Local interior designer Billy Ceglia saw solutions when he requested the many books from the Friends of the C.H. Booth Library, and from within those endless pages he found the answer to a design dilemma.

His books formed the primary backdrop of a library décor he created for a Designers’ Showcase 2007 at Long Island’s Caumsett estate, built by Marshall Field III. Despite the many chapters, he still had no easy answer for his project.

“No designer wants the library in a show house,” Mr Ceglia said. “When you need 2,000 books it’s daunting.” He contacted the library for help.

 “They were happy to oblige,” he said. He also thought that the exchange would be mutually beneficial, which it was. Friends President Mary Maki said that in return for the books, the designer offered the library a donation. Ms Maki remembers her surprise. “We didn’t expect anything; it was kind of them.” Along with the annual book sale’s proceeds, the donation benefits the library.

Throughout the year as they collect books for the annual sale they cull the “best of the best.”

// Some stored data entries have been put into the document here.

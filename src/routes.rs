//! Route path constants.
//!
//! Every path the server mounts or emits in markup comes from here.

/// Application root. Closing the chat navigates here.
pub const ROOT: &str = "/";

/// Full-page chat route.
pub const CHAT: &str = "/chat";

/// Endpoint the chat widget posts to when the user closes it.
pub const CHAT_CLOSE: &str = "/chat/close";

/// Liveness probe.
pub const HEALTH: &str = "/health";

/// Static asset mount point.
pub const STATIC: &str = "/static";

“Those we didn’t use for the sale we donated to Mr Ceglia,” she said.

Faced with his newly acquired mass of books, the designer began to transform them into a background element in what became the only room selected to make the spread of design magazine, Traditional Home. “For the client in my mind the art was more important and books took a backseat to the art hung on them,” he said. The books did not completely lose their function, however. “You could still find The Old Man And The Sea, if you had to.”

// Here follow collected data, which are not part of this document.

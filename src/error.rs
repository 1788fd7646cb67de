//! Server error types.

use thiserror::Error;

/// Failure while bringing the server up or running it.
#[derive(Error, Debug)]
pub enum ServerError {
    /// The listener could not bind its address.
    #[error("Failed to bind {address}: {source}")]
    Bind {
        /// Address we tried to bind.
        address: String,
        /// Underlying I/O error.
        source: std::io::Error,
    },

    /// The server stopped with an I/O error.
    #[error("Server error: {0}")]
    Serve(#[source] std::io::Error),
}

/// Result type alias for server operations.
pub type Result<T> = std::result::Result<T, ServerError>;
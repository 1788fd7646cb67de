//! Full-page chat screen.

use std::fmt;
use std::sync::Arc;

use crate::navigation::Navigator;
use crate::routes;

use super::widget::{CloseHandler, FullPageChat, FullPageChatProps};

/// Leaf screen mounted inside [`ChatLayout`](super::ChatLayout).
///
/// Renders the chat widget and defines what closing it means here: a
/// navigation request back to the application root.
///
/// # Example
///
/// ```rust
/// use std::sync::Arc;
/// use chat_route::navigation::RecordingNavigator;
/// use chat_route::ui::ChatPage;
///
/// let nav = Arc::new(RecordingNavigator::new());
/// let page = ChatPage::new(nav.clone());
/// page.on_close().call();
/// assert_eq!(nav.calls(), vec!["/".to_string()]);
/// ```
#[derive(Clone)]
pub struct ChatPage {
    navigator: Arc<dyn Navigator>,
}

impl ChatPage {
    pub fn new(navigator: Arc<dyn Navigator>) -> Self {
        Self { navigator }
    }

    /// The close action handed to the widget.
    pub fn on_close(&self) -> CloseHandler {
        let navigator = Arc::clone(&self.navigator);
        CloseHandler::new(move || navigator.go_to(routes::ROOT))
    }

    /// The widget as mounted by this page.
    pub fn widget(&self) -> FullPageChat {
        FullPageChat::new(FullPageChatProps {
            on_close: self.on_close(),
        })
    }

    pub fn render(&self) -> String {
        self.widget().render()
    }
}

impl fmt::Debug for ChatPage {
    fn fmt(&self, f: &mut fmt::Formatter<'_>) -> fmt::Result {
        f.debug_struct("ChatPage").finish_non_exhaustive()
    }
}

Surrounded by empty shelves, Mr Ceglia said, “I knew I didn’t want anything other than books in that space.”

Indicating that every wall was floor-to-ceiling shelves, he described the room’s potential. “Every wall was a statement of books.”

He covered each book in white. “It was a library, so books were OK, but covered with white was an art installation.” From this initial, stark image he reveals more of his approach to the space. “The focus was on art,” he explained. The books provided a canvas to hang black and white photographs, he said. “It was definitely a more artistic edge.”

With clients in mind, he tailored the space to suit a serious collector. “That’s whom I wanted the room to attract,” he said. While the space had to be at least half practical, “so people would understand it,” he said, “It was half fantasy.”

Hoping that the room he decorated was an “attention getter,” he said, “I did the room in all white so people would remember that, and not, ‘Oh, he did the library.’” According to one press release, the library “preserves the elegance of the space while providing a clean, fresh backdrop for the client’s growing collection of contemporary art and books.”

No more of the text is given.